Texas Sen. Ted Cruz then picked up the gauntlet with a misquote of Kaine’s criticism: “That ‘radical and dangerous notion’ — in his words — is literally the founding principle upon which the United States of America was created. And if you do not believe me — and you made reference to this, Mr. Barnes — then you can believe perhaps the most prominent Virginian to ever serve, Thomas Jefferson, who wrote in the Declaration of Independence, ‘we hold these truths to be self-evident, that all men are created equal, and that they are endowed by their Creator.’”
Then it was off to the races, with one conservative media outlet after another lambasting the Virginia senator for sinning against the nation’s founding document. Among those weighing in was Robert Barron, the ideologically indefatigable Catholic bishop of Winona-Rochester, Minnesota, to whom Kaine responded by insisting he agreed with Jefferson that there are certain unalienable rights but that he had “learned well during my time working with Catholic missionaries in Honduras under a military dictatorship that rights are essentially meaningless unless they are protected by law.”

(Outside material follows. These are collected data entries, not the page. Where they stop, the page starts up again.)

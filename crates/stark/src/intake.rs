//! Ingestion side of the queue: validates, persists and enqueues uploads.

use std::fs::File;
use std::io::{self, Read, Write};
use std::path::{Path, PathBuf};
use std::sync::Arc;

use chrono::{DateTime, Utc};
use log::{info, warn};

use crate::config::DocumentFormat;
use crate::error::{IntakeError, StorageError};
use crate::history::{HistoryEvent, HistoryLedger};
use crate::sanitize;
use crate::worker::job::Job;
use crate::worker::queue::JobQueue;

/// Accepts documents for printing.
///
/// Holds the same queue and ledger as the worker pool; both are handed in by
/// the owner rather than looked up globally.
pub struct IngestionGate {
    upload_directory: PathBuf,
    max_file_bytes: u64,
    queue: Arc<JobQueue>,
    ledger: Arc<HistoryLedger>,
}

impl IngestionGate {
    pub fn new(
        upload_directory: impl Into<PathBuf>,
        max_file_size_mb: u64,
        queue: Arc<JobQueue>,
        ledger: Arc<HistoryLedger>,
    ) -> Self {
        Self {
            upload_directory: upload_directory.into(),
            max_file_bytes: max_file_size_mb.saturating_mul(1024 * 1024),
            queue,
            ledger,
        }
    }

    pub fn upload_directory(&self) -> &Path {
        &self.upload_directory
    }

    /// Persists `content` under a unique name in the upload directory and
    /// enqueues it. On any failure nothing is left behind on disk.
    pub fn accept<R: Read>(
        &self,
        filename: &str,
        client: &str,
        content: R,
    ) -> Result<String, IntakeError> {
        let filename = sanitize::secure_filename(filename);
        if filename.is_empty() {
            return Err(IntakeError::EmptyFilename);
        }
        if DocumentFormat::from_filename(&filename).is_none() {
            return Err(IntakeError::UnsupportedFormat {
                extension: filename
                    .rsplit_once('.')
                    .map(|(_, ext)| ext.to_lowercase())
                    .unwrap_or_default(),
                allowed: DocumentFormat::allowed_list(),
            });
        }

        let received_at = Utc::now();
        let stored_path = self.persist(&filename, received_at, content)?;

        self.enqueue(&filename, stored_path.clone(), client, received_at)
            .inspect_err(|_| remove_quietly(&stored_path))
    }

    /// Enqueues an already persisted upload and returns its job id.
    ///
    /// From here on the pipeline owns `stored_path` and deletes it once the
    /// job is finished. If the job is rejected the file stays with the
    /// caller.
    pub fn enqueue(
        &self,
        original_filename: &str,
        stored_path: PathBuf,
        client: &str,
        received_at: DateTime<Utc>,
    ) -> Result<String, IntakeError> {
        let job = Job::new(original_filename, stored_path, client, received_at)?;
        let job_id = job.id.clone();
        let filename = job.original_filename.clone();

        self.queue
            .enqueue_with(job, |job| self.ledger.append(HistoryEvent::queued(job)))?;

        info!("Queued job {} from {} -> {}", job_id, client, filename);
        Ok(job_id)
    }

    fn persist<R: Read>(
        &self,
        filename: &str,
        received_at: DateTime<Utc>,
        content: R,
    ) -> Result<PathBuf, IntakeError> {
        // The millisecond prefix keeps concurrent uploads of the same name
        // apart; create_new catches the rare collision that remains.
        let mut stamp = received_at.timestamp_millis();
        let (path, mut file) = loop {
            let candidate = self
                .upload_directory
                .join(format!("{}_{}", stamp, filename));
            match File::options().write(true).create_new(true).open(&candidate) {
                Ok(file) => break (candidate, file),
                Err(e) if e.kind() == io::ErrorKind::AlreadyExists => stamp += 1,
                Err(source) => {
                    return Err(StorageError::WriteFile {
                        path: candidate,
                        source,
                    }
                    .into())
                }
            }
        };

        // Read one byte past the limit to tell "exactly at" from "over".
        let mut limited = content.take(self.max_file_bytes.saturating_add(1));
        let written = io::copy(&mut limited, &mut file).and_then(|n| file.flush().map(|_| n));

        match written {
            Ok(n) if n > self.max_file_bytes => {
                drop(file);
                remove_quietly(&path);
                Err(IntakeError::TooLarge {
                    limit_mb: self.max_file_bytes / (1024 * 1024),
                })
            }
            Ok(_) => Ok(path),
            Err(source) => {
                drop(file);
                remove_quietly(&path);
                Err(StorageError::WriteFile { path, source }.into())
            }
        }
    }
}

fn remove_quietly(path: &Path) {
    if let Err(e) = std::fs::remove_file(path) {
        warn!("Failed to remove rejected upload {}: {}", path.display(), e);
    }
}
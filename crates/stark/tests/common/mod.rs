//! Shared test utilities for stark integration tests.
//!
//! This module provides:
//! - `TestHarness` for isolated runs with temp upload/work directories
//! - `ConfigBuilder` plus shell stand-ins for the converter and spooler

pub mod builders;
pub mod harness;

pub use builders::*;
pub use harness::TestHarness;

To evaluate the sundry cuts and thrusts, including Trump’s, here are a few comments on what Jefferson was up to when he invoked the Deity in the Declaration.
First, Jefferson was not referring to all rights when he spoke of “certain” unalienable ones. The latter did not only include life, liberty and the pursuit of happiness. In an 1817 letter, he also refers to “the use of our faculties” and “expatriation” — the right of individuals to renounce their citizenship or nationality (in effect, a personal declaration of independence, not permitted under English common law). “We do not claim these under the charters of kings or legislators,” he writes, “but under the King of kings.”
Second, unlike alienable rights, such as the right to vote, unalienable rights are those conferred under natural law, a concept Jefferson refers to when, in the first sentence of the Declaration, he writes “the Laws of Nature and of Nature’s God” entitle a people to “separate and equal station” among “the powers of the earth.”
By “Nature’s God,” Jefferson did not mean the God of the Bible. He was particularly opposed to the exclusivism of Christianity, as represented above all in John Calvin’s idea of predestinating grace, which Jefferson considered demonic. The exclusivism of Judaism he likewise opposed. To the extent that “Judeo-Christian principles” entail any such exclusivism, Jefferson’s belief “that all men are created equal, that they are endowed by their Creator with certain unalienable rights” has nothing to do with them.
Lastly, Jefferson believed in a God that showed no partiality toward any religion, sect or individual. As he wrote in an 1819 letter, “[M]y fundamental principle would be the reverse of Calvin’s, that we are to be saved by our good works which are within our power, and not by our faith which is not within our power.”